● Task to carry out:
Lines after the one containing "match FlowNetwork::from_graph(adj_list.as_slice(), 0, sink)" are to be omitted; print exactly each line from the start of the records up to and including it.

[Collected data]
________

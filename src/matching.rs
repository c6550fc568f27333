use crate::{
    error::FlowError,
    flow::Flow,
    network::{FlowAlgorithm, FlowNetwork},
};

/// Bipartite graph with edges going from the left part to the right part.
///
/// Both parts are indexed from 0.
#[derive(Clone, Debug, Default, PartialEq, Eq)]
pub struct BipartiteGraph {
    left_count: usize,
    right_count: usize,
    adj_list: Vec<Vec<usize>>,
}

impl BipartiteGraph {
    pub fn new(left_count: usize, right_count: usize) -> Self {
        Self {
            left_count,
            right_count,
            adj_list: vec![vec![]; left_count],
        }
    }

    pub fn add_edge(&mut self, left: usize, right: usize) -> Result<(), FlowError> {
        if left >= self.left_count || right >= self.right_count {
            return Err(FlowError::BipartiteEdgeOutOfRange {
                left,
                right,
                left_count: self.left_count,
                right_count: self.right_count,
            });
        }
        if !self.adj_list[left].contains(&right) {
            self.adj_list[left].push(right);
        }
        Ok(())
    }

    pub fn left_count(&self) -> usize {
        self.left_count
    }

    pub fn right_count(&self) -> usize {
        self.right_count
    }

    pub fn edges_count(&self) -> usize {
        self.adj_list.iter().map(|edges| edges.len()).sum()
    }

    pub fn neighbors(&self, left: usize) -> &[usize] {
        &self.adj_list[left]
    }

    /// Super-source `0`, left vertices `1..=L`, right vertices
    /// `L + 1..=L + R`, super-sink `L + R + 1`, all edges of capacity 1.
    pub fn to_flow_network(&self) -> FlowNetwork {
        let sink = self.left_count + self.right_count + 1;
        let mut adj_list: Vec<Vec<(usize, u64)>> = vec![vec![]; sink + 1];

        for left in 0..self.left_count {
            adj_list[0].push((self.left_vertex(left), 1));
            for &right in &self.adj_list[left] {
                adj_list[self.left_vertex(left)].push((self.right_vertex(right), 1));
            }
        }
        for right in 0..self.right_count {
            adj_list[self.right_vertex(right)].push((sink, 1));
        }

        match FlowNetwork::from_graph(adj_list.as_slice(), 0, sink) {
            Ok(network) => network,
            Err(err) => unreachable!("invalid bipartite reduction: {}", err),
        }
    }

    fn left_vertex(&self, left: usize) -> usize {
        left + 1
    }

    fn right_vertex(&self, right: usize) -> usize {
        self.left_count + 1 + right
    }

    fn matched_pairs(&self, flow: &Flow) -> Vec<(usize, usize)> {
        let mut pairs = vec![];
        for left in 0..self.left_count {
            for &right in &self.adj_list[left] {
                if flow.get(self.left_vertex(left), self.right_vertex(right)) > 0 {
                    pairs.push((left, right));
                }
            }
        }
        pairs
    }
}

/// Size of a maximum matching, computed as a maximum flow.
///
/// Returns the size and the iteration count of the chosen engine.
pub fn compute_max_bipartite_matching_size(
    graph: &BipartiteGraph,
    algorithm: FlowAlgorithm,
) -> (usize, usize) {
    let network = graph.to_flow_network();
    let (flow, iterations) = network.compute_max_flow(algorithm);
    (flow.out_flow(network.source()) as usize, iterations)
}

/// Matched `(left, right)` pairs of a maximum matching.
pub fn compute_max_bipartite_matching(
    graph: &BipartiteGraph,
    algorithm: FlowAlgorithm,
) -> Vec<(usize, usize)> {
    let network = graph.to_flow_network();
    let (flow, _) = network.compute_max_flow(algorithm);
    graph.matched_pairs(&flow)
}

________

● Answer box:
filename src/matching.rs
repository c6550fc568f27333
use crate::{
    error::FlowError,
    flow::Flow,
    network::{FlowAlgorithm, FlowNetwork},
};

/// Bipartite graph with edges going from the left part to the right part.
///
/// Both parts are indexed from 0.
#[derive(Clone, Debug, Default, PartialEq, Eq)]
pub struct BipartiteGraph {
    left_count: usize,
    right_count: usize,
    adj_list: Vec<Vec<usize>>,
}

impl BipartiteGraph {
    pub fn new(left_count: usize, right_count: usize) -> Self {
        Self {
            left_count,
            right_count,
            adj_list: vec![vec![]; left_count],
        }
    }

    pub fn add_edge(&mut self, left: usize, right: usize) -> Result<(), FlowError> {
        if left >= self.left_count || right >= self.right_count {
            return Err(FlowError::BipartiteEdgeOutOfRange {
                left,
                right,
                left_count: self.left_count,
                right_count: self.right_count,
            });
        }
        if !self.adj_list[left].contains(&right) {
            self.adj_list[left].push(right);
        }
        Ok(())
    }

    pub fn left_count(&self) -> usize {
        self.left_count
    }

    pub fn right_count(&self) -> usize {
        self.right_count
    }

    pub fn edges_count(&self) -> usize {
        self.adj_list.iter().map(|edges| edges.len()).sum()
    }

    pub fn neighbors(&self, left: usize) -> &[usize] {
        &self.adj_list[left]
    }

    /// Super-source `0`, left vertices `1..=L`, right vertices
    /// `L + 1..=L + R`, super-sink `L + R + 1`, all edges of capacity 1.
    pub fn to_flow_network(&self) -> FlowNetwork {
        let sink = self.left_count + self.right_count + 1;
        let mut adj_list: Vec<Vec<(usize, u64)>> = vec![vec![]; sink + 1];

        for left in 0..self.left_count {
            adj_list[0].push((self.left_vertex(left), 1));
            for &right in &self.adj_list[left] {
                adj_list[self.left_vertex(left)].push((self.right_vertex(right), 1));
            }
        }
        for right in 0..self.right_count {
            adj_list[self.right_vertex(right)].push((sink, 1));
        }

        match FlowNetwork::from_graph(adj_list.as_slice(), 0, sink) {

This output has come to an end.